TASK => Report only how many lines of the entries below contain the string "héllo".

Stored entries
-----

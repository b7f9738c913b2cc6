//! The "process" action: validate a submission, normalize it, and count
//! characters on both sides.

use crate::normalize::trim;
use crate::{Error, FormatMode, FormatOutcome, ParagraphNormalizer, Result};

/// Process a submission with the default normalizer.
///
/// Whitespace-only input is rejected with [`Error::EmptyInput`]; the
/// normalizer itself would accept it and return an empty string.
pub fn process_text(input: &str, mode: FormatMode) -> Result<FormatOutcome> {
    process_text_with(&ParagraphNormalizer::new(), input, mode)
}

/// Process a submission with a configured normalizer.
pub fn process_text_with(
    normalizer: &ParagraphNormalizer,
    input: &str,
    mode: FormatMode,
) -> Result<FormatOutcome> {
    let trimmed = trim(input);
    if trimmed.is_empty() {
        return Err(Error::EmptyInput);
    }

    let text = normalizer.normalize(trimmed, mode);
    log::debug!(
        "processed {} characters into {} ({})",
        char_count(input),
        char_count(&text),
        mode
    );

    Ok(FormatOutcome {
        input_chars: char_count(input),
        output_chars: char_count(&text),
        text,
        mode,
    })
}

/// Number of characters (Unicode scalar values) in `text`.
pub fn char_count(text: &str) -> usize {
    text.chars().count()
}

/// Render a count as `"1,234 characters"`.
pub fn format_char_count(count: usize) -> String {
    let digits = count.to_string();
    let mut grouped = String::with_capacity(digits.len() + digits.len() / 3);

    for (i, c) in digits.chars().enumerate() {
        if i > 0 && (digits.len() - i) % 3 == 0 {
            grouped.push(',');
        }
        grouped.push(c);
    }

    format!("{} characters", grouped)
}

#[cfg(test)]
mod tests {
    use super::*;

    #[test]
    fn test_process_rejects_empty() {
        assert!(matches!(
            process_text("", FormatMode::SingleToDouble),
            Err(Error::EmptyInput)
        ));
        assert!(matches!(
            process_text(" \n\t\n ", FormatMode::PassThrough),
            Err(Error::EmptyInput)
        ));
        assert!(matches!(
            process_text("\u{FEFF}\n", FormatMode::DoubleToSingle),
            Err(Error::EmptyInput)
        ));
    }

    #[test]
    fn test_process_counts_characters() {
        let outcome = process_text("  a\nb  ", FormatMode::SingleToDouble).unwrap();
        assert_eq!(outcome.text, "a\n\nb");
        assert_eq!(outcome.mode, FormatMode::SingleToDouble);
        assert_eq!(outcome.input_chars, 7);
        assert_eq!(outcome.output_chars, 4);
    }

    #[test]
    fn test_process_counts_unicode_scalars() {
        let outcome = process_text("héllo\n\n\nwörld", FormatMode::DoubleToSingle).unwrap();
        assert_eq!(outcome.text, "héllo\nwörld");
        assert_eq!(outcome.output_chars, 11);
    }

    #[test]
    fn test_process_pass_through() {
        let outcome = process_text("\n keep\n\n\nas is \n", FormatMode::PassThrough).unwrap();
        assert_eq!(outcome.text, "keep\n\n\nas is");
        assert_eq!(outcome.notice().message, "Text processed successfully!");
    }

    #[test]
    fn test_process_with_custom_normalizer() {
        let normalizer = ParagraphNormalizer::new().with_unix_line_endings(false);
        let outcome =
            process_text_with(&normalizer, "a\r\nb", FormatMode::SingleToDouble).unwrap();
        assert_eq!(outcome.text, "a\r\n\nb");
    }

    #[test]
    fn test_format_char_count() {
        assert_eq!(format_char_count(0), "0 characters");
        assert_eq!(format_char_count(999), "999 characters");
        assert_eq!(format_char_count(1234), "1,234 characters");
        assert_eq!(format_char_count(1_000_000), "1,000,000 characters");
    }
}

-----

FINISHED EXERCISE => 2